**Work to be completed:**
Every line that contains the word "passed" should be copied from the records below.

+---+

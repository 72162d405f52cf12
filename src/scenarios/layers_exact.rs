/// Layer phase on three layers of decreasing value and increasing reach.
///
/// Two variants:
///
/// - A small budget of 10 slots where the middle layer is not worth a slot at all
///
/// - A large budget of 100 slots where all three layers are used and the most valuable layer
///   cannot absorb the residual spend, so it ends priced at its cap

use exportalloc::allocation_node::AllocationNode;
use exportalloc::orchestrator::AllocationOrchestrator;
use exportalloc::price_cascade::{is_budget_balanced, PricingOutcome};
use exportalloc::feasibility;
use exportalloc::logger::{LogEvent, Logger};
use exportalloc::logln;
use std::sync::atomic::Ordering;

use crate::scenarios::{Validation, TOTAL_ALLOCATION_RUNS};

// Register this scenario in the catalog
inventory::submit!(crate::scenarios::ScenarioEntry {
    short_name: "layers_exact",
    run,
});

/// Root with three layers: (value, max rate, floor, cap) with half a million eligible nodes each
fn prepare_root(values: [f64; 3], export_slots: u32, desired_rate: f64, cpm: f64) -> Result<AllocationNode, Box<dyn std::error::Error>> {
    let layers = vec![
        AllocationNode::new("layer 0", values[0], 10.0, 5.0, 15.0, 500000.0)?,
        AllocationNode::new("layer 1", values[1], 100.0, 3.0, 5.0, 500000.0)?,
        AllocationNode::new("layer 2", values[2], 1000.0, 1.0, 2.0, 500000.0)?,
    ];
    Ok(AllocationNode::container("root")
        .with_export_slots(export_slots)
        .with_desired_avg_impression_rate(desired_rate)?
        .with_avg_cost_per_mille(cpm)?
        .with_children(layers))
}

/// Checks every allocated tree must pass, whatever its expected partition
fn check_common(root: &AllocationNode, label: &str, validation: &mut Validation, logger: &mut Logger) {
    let partition = root.partition();
    validation.check(logger, partition.iter().sum::<u32>() == root.export_slots(),
        format!("{}: slots sum to the parent's {} ({:?})", label, root.export_slots(), partition));
    validation.check(logger, feasibility::is_feasible(&partition, root, root.export_slots()),
        format!("{}: partition {:?} is feasible", label, partition));
    validation.check(logger, is_budget_balanced(root),
        format!("{}: children's spend matches the parent's {:.2}", label, root.total_desired_spend_rate()));
    for child in root.children().iter().filter(|c| c.export_slots() > 0) {
        validation.check(logger, child.floor_price() <= child.avg_cost_per_mille() && child.avg_cost_per_mille() <= child.price_cap(),
            format!("{}: {} priced {:.4} within [{:.2}, {:.2}]", label, child.name(), child.avg_cost_per_mille(), child.floor_price(), child.price_cap()));
    }
}

pub fn run(_scenario_name: &str, logger: &mut Logger) -> Result<(), Box<dyn std::error::Error>> {
    let orchestrator = AllocationOrchestrator::default();
    let mut validation = Validation::new();

    // Variant A: small budget
    let mut root_a = prepare_root([1.0, 0.0, 0.0], 10, 200.0, 2.0)?;
    let outcome_a = orchestrator.allocate_resources_to_layers(&mut root_a, logger)?;
    TOTAL_ALLOCATION_RUNS.fetch_add(1, Ordering::Relaxed);
    logln!(logger, LogEvent::Scenario, "Variant A pricing: {:?}", outcome_a);
    root_a.printout(logger, LogEvent::Scenario);

    validation.check(logger, root_a.partition() == vec![8, 0, 2],
        format!("Variant A partition is [8, 0, 2]: {:?}", root_a.partition()));
    check_common(&root_a, "Variant A", &mut validation, logger);

    // Variant B: large budget with layer values spread apart
    logln!(logger, LogEvent::Scenario, "");
    let mut root_b = prepare_root([200.0, 20.0, 1.0], 100, 110.0, 3.0)?;
    let outcome_b = orchestrator.allocate_resources_to_layers(&mut root_b, logger)?;
    TOTAL_ALLOCATION_RUNS.fetch_add(1, Ordering::Relaxed);
    logln!(logger, LogEvent::Scenario, "Variant B pricing: {:?}", outcome_b);
    root_b.printout(logger, LogEvent::Scenario);

    validation.check(logger, root_b.partition() == vec![8, 90, 2],
        format!("Variant B partition is [8, 90, 2]: {:?}", root_b.partition()));
    let top = &root_b.children()[0];
    validation.check(logger, top.avg_cost_per_mille() == top.price_cap(),
        format!("Variant B most valuable layer is priced at its cap: {:.4} == {:.2}", top.avg_cost_per_mille(), top.price_cap()));
    validation.check(logger, matches!(outcome_b, PricingOutcome::Balanced { marginal: 1, .. }),
        format!("Variant B residual price is taken by layer 1: {:?}", outcome_b));
    check_common(&root_b, "Variant B", &mut validation, logger);

    validation.finish("layers_exact")
}
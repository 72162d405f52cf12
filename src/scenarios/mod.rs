use std::error::Error;
use std::sync::atomic::AtomicU64;
use exportalloc::logger::{LogEvent, Logger};
use exportalloc::{errln, logln};

/// Number of allocations run by scenarios since the runner started
pub static TOTAL_ALLOCATION_RUNS: AtomicU64 = AtomicU64::new(0);

/// Function type for scenario entry functions
pub type ScenarioFn = fn(scenario_name: &str, logger: &mut Logger) -> Result<(), Box<dyn Error>>;

/// Entry in the scenario catalog
#[derive(Clone)]
pub struct ScenarioEntry {
    pub short_name: &'static str,
    pub run: ScenarioFn,
}

// Create an inventory collection for scenario entries
inventory::collect!(ScenarioEntry);

/// Get all registered scenarios from the catalog, sorted by name
pub fn get_scenario_catalog() -> Vec<ScenarioEntry> {
    let mut entries: Vec<ScenarioEntry> = inventory::iter::<ScenarioEntry>
        .into_iter()
        .cloned()
        .collect();
    entries.sort_by_key(|entry| entry.short_name);
    entries
}

/// Collects the outcome of each property check a scenario makes
pub struct Validation {
    errors: Vec<String>,
}

impl Validation {
    pub fn new() -> Self {
        Self { errors: Vec::new() }
    }

    /// Log a passing check with a tick, or record a failing one
    pub fn check(&mut self, logger: &mut Logger, passed: bool, msg: String) {
        if passed {
            logln!(logger, LogEvent::Scenario, "✓ {}", msg);
        } else {
            errln!(logger, LogEvent::Scenario, "{}", msg);
            self.errors.push(msg);
        }
    }

    pub fn finish(self, scenario_name: &str) -> Result<(), Box<dyn Error>> {
        if self.errors.is_empty() {
            Ok(())
        } else {
            Err(format!("Scenario '{}' validation failed:\n{}", scenario_name, self.errors.join("\n")).into())
        }
    }
}

// Scenario modules
pub mod layers_exact;
pub mod tiers_greedy;
pub mod nodes_split;
pub mod random_trees;

#[cfg(test)]
mod tests {
    use super::*;
    use std::sync::atomic::Ordering;

    #[test]
    fn test_catalog_sorted_and_complete() {
        let names: Vec<&str> = get_scenario_catalog().iter().map(|s| s.short_name).collect();
        assert_eq!(names, vec!["layers_exact", "nodes_split", "random_trees", "tiers_greedy"]);
    }

    #[test]
    fn test_scenario_runs_are_counted() {
        let before = TOTAL_ALLOCATION_RUNS.load(Ordering::Relaxed);
        layers_exact::run("layers_exact", &mut Logger::new()).unwrap();
        // Other tests may run scenarios concurrently, so only a lower bound holds
        assert!(TOTAL_ALLOCATION_RUNS.load(Ordering::Relaxed) >= before + 2);
    }
}
/// Trait for experimentation schedules deciding what share of a tier's slots goes to new experiments
pub trait NewExportScheduleTrait {
    /// Fraction in [0, 1] of slots reserved for never-exported candidates
    ///
    /// # Arguments
    /// * `fraction_of_campaign_left` - Remaining share of the campaign's time, supplied by the caller
    fn fraction_that_are_new_exports(&self, fraction_of_campaign_left: f64) -> f64;

    /// Get a string representation of the schedule
    fn schedule_string(&self) -> String;
}

/// Placeholder schedule: the new-export share is the remaining campaign fraction itself
pub struct ScheduleEchoFraction;

impl NewExportScheduleTrait for ScheduleEchoFraction {
    fn fraction_that_are_new_exports(&self, fraction_of_campaign_left: f64) -> f64 {
        if fraction_of_campaign_left.is_nan() {
            return 0.0;
        }
        fraction_of_campaign_left.clamp(0.0, 1.0)
    }

    fn schedule_string(&self) -> String {
        "EchoFraction".to_string()
    }
}

/// Schedule with a fixed new-export share, regardless of campaign time
pub struct ScheduleConstant {
    fraction: f64,
}

impl ScheduleConstant {
    pub fn new(fraction: f64) -> Self {
        Self { fraction: fraction.clamp(0.0, 1.0) }
    }
}

impl NewExportScheduleTrait for ScheduleConstant {
    fn fraction_that_are_new_exports(&self, _fraction_of_campaign_left: f64) -> f64 {
        self.fraction
    }

    fn schedule_string(&self) -> String {
        format!("Constant({:.2})", self.fraction)
    }
}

+---+

**Task answer:**
    pub fn check(&mut self, logger: &mut Logger, passed: bool, msg: String) {
        if passed {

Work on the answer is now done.